On May 20 Google launched Gemini 2.5 Pro and Gemini 2.5 Flash in preliminary version. These new AI models were better than ever, and to demonstrate the company included in its announcement several graphs and comparative tables.
They looked at how both surpassed their rivals both in the field of reasoning and in the traditional performance (Benchmarks of Mathematics or Programming), but there was also another fact that Google presumed: Google: The cost of Gemini 2.5 Flash.


Source: Google.
That table published by Google made it clear that Gemini 2.5 Flash It was clearly the winner of that comparison in the important price/benefits ratio. What Google did not say is that this success of this model was the exception to the rule, because in that race for having cheap and powerful models, China seems to take the lead.
He does it at least if we attend to the cost of using these models. In Xataka we have analyzed that cost based not on the price of subscriptions for end users, but on the cost of access to the API, which is the one that allows developers to integrate these models into their own chatbots and their services.
The API prices of each model clearly differentiate two uses from artificial intelligence.

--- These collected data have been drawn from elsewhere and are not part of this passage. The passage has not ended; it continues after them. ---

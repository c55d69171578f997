//! Command-line interface definition for wellscope
//!
//! Each invocation behaves like one dashboard page load: the saved session
//! is restored, the command runs against it, and the result is saved again.

use clap::{Parser, Subcommand};
use std::path::PathBuf;

/// Default location of the YAML configuration file
pub const DEFAULT_CONFIG_PATH: &str = "config/wellscope.yaml";

/// wellscope - well-log dashboard session client
///
/// Browse uploaded wells, chart and interpret their curves, and chat about
/// them. The dashboard session survives between runs.
#[derive(Parser, Debug, Clone)]
#[command(name = "wellscope")]
#[command(version, about, long_about = None)]
pub struct Cli {
    /// Path to configuration file
    #[arg(short, long, global = true, default_value = DEFAULT_CONFIG_PATH)]
    pub config: Option<String>,

    /// Enable verbose logging
    #[arg(short, long, global = true)]
    pub verbose: bool,

    /// Emit logs as JSON
    #[arg(long, global = true)]
    pub json_logs: bool,

    /// Backend base URL, including the /api prefix
    #[arg(long, global = true)]
    pub api_base: Option<String>,

    /// Session store location
    #[arg(long, global = true)]
    pub storage_path: Option<PathBuf>,

    /// Command to execute
    #[command(subcommand)]
    pub command: Commands,
}

/// Available commands for wellscope
#[derive(Subcommand, Debug, Clone, PartialEq)]
pub enum Commands {
    /// Check backend health
    Health,

    /// List uploaded wells
    Wells,

    /// Upload a LAS file and select the new well
    Upload {
        /// Path to the .las file
        file: PathBuf,
    },

    /// Select a well, clearing the previous well's chart and interpretation
    Select {
        /// Well id
        id: i64,
    },

    /// Replace the curve selection
    Curves {
        /// Comma-separated curve mnemonics
        #[arg(value_delimiter = ',')]
        curves: Vec<String>,
    },

    /// Toggle a single curve
    Toggle {
        /// Curve mnemonic
        mnemonic: String,
    },

    /// Apply a named curve preset (gas, ratios, aromatics, pixler)
    Preset {
        /// Preset name
        name: String,
    },

    /// Set the depth window; unparsable values fall back to the well bounds
    Depth {
        /// Top of the window
        #[arg(allow_hyphen_values = true)]
        min: String,

        /// Bottom of the window
        #[arg(allow_hyphen_values = true)]
        max: String,
    },

    /// Load chart data for the selected curves
    Chart,

    /// Run an interpretation of the selected curves
    Interpret,

    /// Switch the active tab (chart, interpretation, chat)
    Tab {
        /// Tab name
        name: String,
    },

    /// Ask the assistant about the selected well
    Chat {
        /// Message to send
        message: String,

        /// Answer detail level (1-5)
        #[arg(short, long)]
        detail: Option<String>,
    },

    /// Reset the selected well's chat to the introduction
    ChatClear,

    /// Delete a well
    Delete {
        /// Well id
        id: i64,
    },

    /// Delete every well and forget the saved session
    ClearAll,

    /// Show the current session
    Status,
}

impl Cli {
    /// Parse command line arguments
    ///
    /// # Returns
    ///
    /// Returns the parsed CLI structure
    pub fn parse_args() -> Self {
        Self::parse()
    }
}

impl Default for Cli {
    fn default() -> Self {
        Self {
            config: Some(DEFAULT_CONFIG_PATH.to_string()),
            verbose: false,
            json_logs: false,
            api_base: None,
            storage_path: None,
            command: Commands::Status,
        }
    }
}

#[cfg(test)]
mod tests {
    use super::*;

    #[test]
    fn test_cli_default() {
        let cli = Cli::default();
        assert_eq!(cli.config, Some(DEFAULT_CONFIG_PATH.to_string()));
        assert!(!cli.verbose);
        assert_eq!(cli.command, Commands::Status);
    }

    #[test]
    fn test_cli_parse_select() {
        let cli = Cli::try_parse_from(["wellscope", "select", "5"]).unwrap();
        assert_eq!(cli.command, Commands::Select { id: 5 });
    }

    #[test]
    fn test_cli_parse_curves_csv() {
        let cli = Cli::try_parse_from(["wellscope", "curves", "HC1,HC2,TOTAL_GAS"]).unwrap();
        if let Commands::Curves { curves } = cli.command {
            assert_eq!(curves, vec!["HC1", "HC2", "TOTAL_GAS"]);
        } else {
            panic!("Expected Curves command");
        }
    }

    #[test]
    fn test_cli_parse_depth_accepts_garbage_and_negatives() {
        let cli = Cli::try_parse_from(["wellscope", "depth", "abc", "-10"]).unwrap();
        assert_eq!(
            cli.command,
            Commands::Depth {
                min: "abc".to_string(),
                max: "-10".to_string()
            }
        );
    }

    #[test]
    fn test_cli_parse_chat_with_detail() {
        let cli = Cli::try_parse_from(["wellscope", "chat", "any gas?", "--detail", "5"]).unwrap();
        if let Commands::Chat { message, detail } = cli.command {
            assert_eq!(message, "any gas?");
            assert_eq!(detail, Some("5".to_string()));
        } else {
            panic!("Expected Chat command");
        }
    }

    #[test]
    fn test_cli_global_flags_after_subcommand() {
        let cli = Cli::try_parse_from([
            "wellscope",
            "wells",
            "--verbose",
            "--json-logs",
            "--storage-path",
            "/tmp/s.db",
        ])
        .unwrap();
        assert!(cli.verbose);
        assert!(cli.json_logs);
        assert_eq!(cli.storage_path, Some(PathBuf::from("/tmp/s.db")));
    }

    #[test]
    fn test_cli_parse_clear_all_kebab_case() {
        let cli = Cli::try_parse_from(["wellscope", "clear-all"]).unwrap();
        assert_eq!(cli.command, Commands::ClearAll);
        let cli = Cli::try_parse_from(["wellscope", "chat-clear"]).unwrap();
        assert_eq!(cli.command, Commands::ChatClear);
    }

    #[test]
    fn test_cli_missing_subcommand_fails() {
        assert!(Cli::try_parse_from(["wellscope"]).is_err());
    }
}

On the one hand, how much does it cost to write something for the model to then process it (the so -called input tokens). On the other, how much does the text generated by the model once processed the answer (the so -called output tokens).
The entrance tokens They are usually five times cheaper than exitbecause processing the request and generating text is much more expensive than receiving it, analyzing and “understanding it.” We wanted to compare the cost of the main models of the AI developed in China and those of the US, and although as always are not all that are, if they are all. The resulting table is as follows:


These prices are public and very easy to find in the case of US AI models (OpenAI, Anthropic, Google) but not so much in the case of Chinese models (Deepseek, Qwen (Alibaba), Doubao (Bytedance), GLM-4 (Zhipu), Ernie (Baidu)).
Be that as it may, the table, ordered from the cheapest to the most expensive, demonstrates that today Chinese models are especially cheap. Only Gemini 2.5 Flash Preview manages to compete – and does it exceptionally. In the rest of the cases, the AI models in China win the battle for cost.
It must be noted that, Like all comparisons, this is unfair. And it is because that table does not take into account the benefits of each model. Openai O3 and Anthropic Claude Opus 4, the last and most powerful models of those companies, are especially precise in their answers, but each consultation consumes much more resources (computation, energy) and that makes it logical that they are much more expensive than their competitors.
But these models are also designed for very special cases and for specialized, detailed and deep consultations. In the vast majority of cases it is not necessary to use these models, and that is where they are competing for example Deepseek R1 or Gemini 2.5 Flash Preview: in the price/benefits ratio.
Models with variable prices
That price battle has made us see in recent times two techniques that some companies are applying to the prices of use of their APIs. The first one is to differentiate normal entries and outputs of inputs (and even exits) cache.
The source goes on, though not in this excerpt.